**EXTRACTED INFORMATION**
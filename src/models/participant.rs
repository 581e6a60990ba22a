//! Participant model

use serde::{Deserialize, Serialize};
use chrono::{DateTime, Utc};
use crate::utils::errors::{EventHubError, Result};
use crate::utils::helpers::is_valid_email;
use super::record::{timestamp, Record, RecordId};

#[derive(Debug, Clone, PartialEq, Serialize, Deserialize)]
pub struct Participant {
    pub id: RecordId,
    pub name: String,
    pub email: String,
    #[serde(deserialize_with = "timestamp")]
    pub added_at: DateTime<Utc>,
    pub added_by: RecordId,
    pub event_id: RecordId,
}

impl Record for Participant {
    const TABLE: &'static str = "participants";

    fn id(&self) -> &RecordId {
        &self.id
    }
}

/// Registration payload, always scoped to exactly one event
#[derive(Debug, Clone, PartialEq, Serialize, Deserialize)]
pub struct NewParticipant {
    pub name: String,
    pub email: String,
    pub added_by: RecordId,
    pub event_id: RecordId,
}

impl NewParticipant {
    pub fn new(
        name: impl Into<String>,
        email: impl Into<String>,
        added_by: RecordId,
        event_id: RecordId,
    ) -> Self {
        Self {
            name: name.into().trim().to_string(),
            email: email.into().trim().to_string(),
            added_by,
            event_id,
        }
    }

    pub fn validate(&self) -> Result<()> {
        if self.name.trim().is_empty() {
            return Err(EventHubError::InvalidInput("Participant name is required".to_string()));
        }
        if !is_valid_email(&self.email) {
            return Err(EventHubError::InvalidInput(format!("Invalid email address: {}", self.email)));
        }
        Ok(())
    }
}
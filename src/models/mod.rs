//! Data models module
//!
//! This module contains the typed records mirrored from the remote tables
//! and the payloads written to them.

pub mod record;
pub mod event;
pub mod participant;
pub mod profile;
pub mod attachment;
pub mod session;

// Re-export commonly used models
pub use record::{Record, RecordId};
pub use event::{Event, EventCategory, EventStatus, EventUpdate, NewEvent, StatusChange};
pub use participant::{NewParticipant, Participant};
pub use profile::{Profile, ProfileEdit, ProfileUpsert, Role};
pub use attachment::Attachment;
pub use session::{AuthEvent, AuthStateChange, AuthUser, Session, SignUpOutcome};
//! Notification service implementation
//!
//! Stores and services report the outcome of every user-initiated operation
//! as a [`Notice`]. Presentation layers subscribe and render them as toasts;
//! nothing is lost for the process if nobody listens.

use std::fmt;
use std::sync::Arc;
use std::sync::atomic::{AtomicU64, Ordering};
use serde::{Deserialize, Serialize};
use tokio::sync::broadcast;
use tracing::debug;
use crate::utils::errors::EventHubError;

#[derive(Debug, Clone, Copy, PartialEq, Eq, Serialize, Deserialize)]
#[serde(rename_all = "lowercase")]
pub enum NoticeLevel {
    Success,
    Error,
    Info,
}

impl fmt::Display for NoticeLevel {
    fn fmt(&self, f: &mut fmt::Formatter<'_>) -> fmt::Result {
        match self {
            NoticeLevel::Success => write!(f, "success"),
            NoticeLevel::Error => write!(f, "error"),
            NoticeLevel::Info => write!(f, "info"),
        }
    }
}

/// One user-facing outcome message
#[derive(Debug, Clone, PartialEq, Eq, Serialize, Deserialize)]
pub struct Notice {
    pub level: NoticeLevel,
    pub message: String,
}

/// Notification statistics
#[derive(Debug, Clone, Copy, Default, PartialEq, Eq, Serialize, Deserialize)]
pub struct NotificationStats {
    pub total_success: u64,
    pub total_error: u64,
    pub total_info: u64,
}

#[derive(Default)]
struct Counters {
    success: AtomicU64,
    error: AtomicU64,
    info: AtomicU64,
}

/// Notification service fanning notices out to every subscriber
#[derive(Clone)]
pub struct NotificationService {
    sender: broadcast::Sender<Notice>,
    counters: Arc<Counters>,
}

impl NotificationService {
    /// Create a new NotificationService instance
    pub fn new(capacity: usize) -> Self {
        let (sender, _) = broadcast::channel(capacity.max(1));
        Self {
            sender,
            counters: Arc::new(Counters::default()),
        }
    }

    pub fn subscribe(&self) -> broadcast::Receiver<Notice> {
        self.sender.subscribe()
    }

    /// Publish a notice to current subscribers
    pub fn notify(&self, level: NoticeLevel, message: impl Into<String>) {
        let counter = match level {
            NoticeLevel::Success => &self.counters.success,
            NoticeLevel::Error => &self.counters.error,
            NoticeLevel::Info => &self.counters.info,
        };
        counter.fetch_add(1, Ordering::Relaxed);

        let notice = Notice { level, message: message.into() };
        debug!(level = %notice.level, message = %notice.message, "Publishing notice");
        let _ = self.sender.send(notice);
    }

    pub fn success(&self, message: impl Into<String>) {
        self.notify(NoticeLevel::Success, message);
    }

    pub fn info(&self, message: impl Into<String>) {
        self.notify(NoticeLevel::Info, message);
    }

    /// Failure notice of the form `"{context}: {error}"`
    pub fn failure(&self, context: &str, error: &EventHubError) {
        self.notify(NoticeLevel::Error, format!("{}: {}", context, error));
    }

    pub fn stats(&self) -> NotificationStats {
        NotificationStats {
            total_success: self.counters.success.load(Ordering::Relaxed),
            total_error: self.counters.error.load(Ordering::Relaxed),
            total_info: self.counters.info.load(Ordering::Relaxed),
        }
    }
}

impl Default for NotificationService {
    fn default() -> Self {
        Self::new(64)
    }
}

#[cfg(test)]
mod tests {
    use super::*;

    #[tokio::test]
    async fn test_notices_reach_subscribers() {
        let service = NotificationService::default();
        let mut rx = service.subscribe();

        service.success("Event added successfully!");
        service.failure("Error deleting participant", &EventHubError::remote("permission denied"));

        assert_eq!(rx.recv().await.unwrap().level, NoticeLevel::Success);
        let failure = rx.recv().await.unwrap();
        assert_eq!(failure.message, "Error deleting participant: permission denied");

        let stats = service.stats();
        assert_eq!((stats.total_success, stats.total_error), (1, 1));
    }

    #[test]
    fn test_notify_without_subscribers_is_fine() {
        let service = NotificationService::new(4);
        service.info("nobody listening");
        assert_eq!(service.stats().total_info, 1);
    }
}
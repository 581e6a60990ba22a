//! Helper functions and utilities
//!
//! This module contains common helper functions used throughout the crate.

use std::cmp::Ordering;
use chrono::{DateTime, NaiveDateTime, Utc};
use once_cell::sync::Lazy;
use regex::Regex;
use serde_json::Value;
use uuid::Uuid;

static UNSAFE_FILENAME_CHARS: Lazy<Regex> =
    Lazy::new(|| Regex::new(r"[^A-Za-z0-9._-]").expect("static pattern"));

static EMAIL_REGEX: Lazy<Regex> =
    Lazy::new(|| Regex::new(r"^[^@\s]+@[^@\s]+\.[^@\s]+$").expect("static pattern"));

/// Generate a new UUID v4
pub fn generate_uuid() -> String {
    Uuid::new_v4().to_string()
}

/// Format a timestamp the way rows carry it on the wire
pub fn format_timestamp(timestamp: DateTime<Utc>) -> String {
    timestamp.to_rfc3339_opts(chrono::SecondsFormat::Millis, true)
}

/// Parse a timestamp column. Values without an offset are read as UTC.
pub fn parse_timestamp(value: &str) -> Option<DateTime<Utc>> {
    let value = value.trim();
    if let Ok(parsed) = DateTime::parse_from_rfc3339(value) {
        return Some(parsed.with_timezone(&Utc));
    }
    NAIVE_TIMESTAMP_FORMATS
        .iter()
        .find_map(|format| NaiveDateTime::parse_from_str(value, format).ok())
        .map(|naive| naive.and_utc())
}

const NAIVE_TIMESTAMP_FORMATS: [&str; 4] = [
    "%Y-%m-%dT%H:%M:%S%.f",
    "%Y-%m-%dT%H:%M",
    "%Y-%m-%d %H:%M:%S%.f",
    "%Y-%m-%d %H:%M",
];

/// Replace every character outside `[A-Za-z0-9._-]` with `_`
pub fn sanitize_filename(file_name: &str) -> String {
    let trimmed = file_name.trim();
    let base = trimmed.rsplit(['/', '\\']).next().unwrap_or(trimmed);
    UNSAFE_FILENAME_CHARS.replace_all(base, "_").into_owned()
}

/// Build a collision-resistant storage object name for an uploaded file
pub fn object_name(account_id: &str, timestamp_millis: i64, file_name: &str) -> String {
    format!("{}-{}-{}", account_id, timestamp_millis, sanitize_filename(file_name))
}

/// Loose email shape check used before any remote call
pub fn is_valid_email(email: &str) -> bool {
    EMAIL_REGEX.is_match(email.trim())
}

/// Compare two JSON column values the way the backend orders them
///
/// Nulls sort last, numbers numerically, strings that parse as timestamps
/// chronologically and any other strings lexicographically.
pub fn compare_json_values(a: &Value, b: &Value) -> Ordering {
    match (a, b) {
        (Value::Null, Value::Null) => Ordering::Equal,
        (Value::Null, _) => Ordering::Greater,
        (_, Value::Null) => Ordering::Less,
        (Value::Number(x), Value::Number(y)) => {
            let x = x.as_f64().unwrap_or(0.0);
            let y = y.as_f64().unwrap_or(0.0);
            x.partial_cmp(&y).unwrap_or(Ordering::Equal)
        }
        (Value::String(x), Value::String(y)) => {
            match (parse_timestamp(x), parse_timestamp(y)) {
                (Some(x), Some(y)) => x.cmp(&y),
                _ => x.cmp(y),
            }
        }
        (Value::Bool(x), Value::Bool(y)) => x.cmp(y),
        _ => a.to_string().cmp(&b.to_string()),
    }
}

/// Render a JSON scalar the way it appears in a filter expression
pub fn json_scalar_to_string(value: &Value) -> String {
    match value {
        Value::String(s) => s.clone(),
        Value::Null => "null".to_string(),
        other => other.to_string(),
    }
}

**INSTRUCTIONS TO FOLLOW**
Check the material above line by line, and give only the number of lines holding the string "base".

**REPLY**
2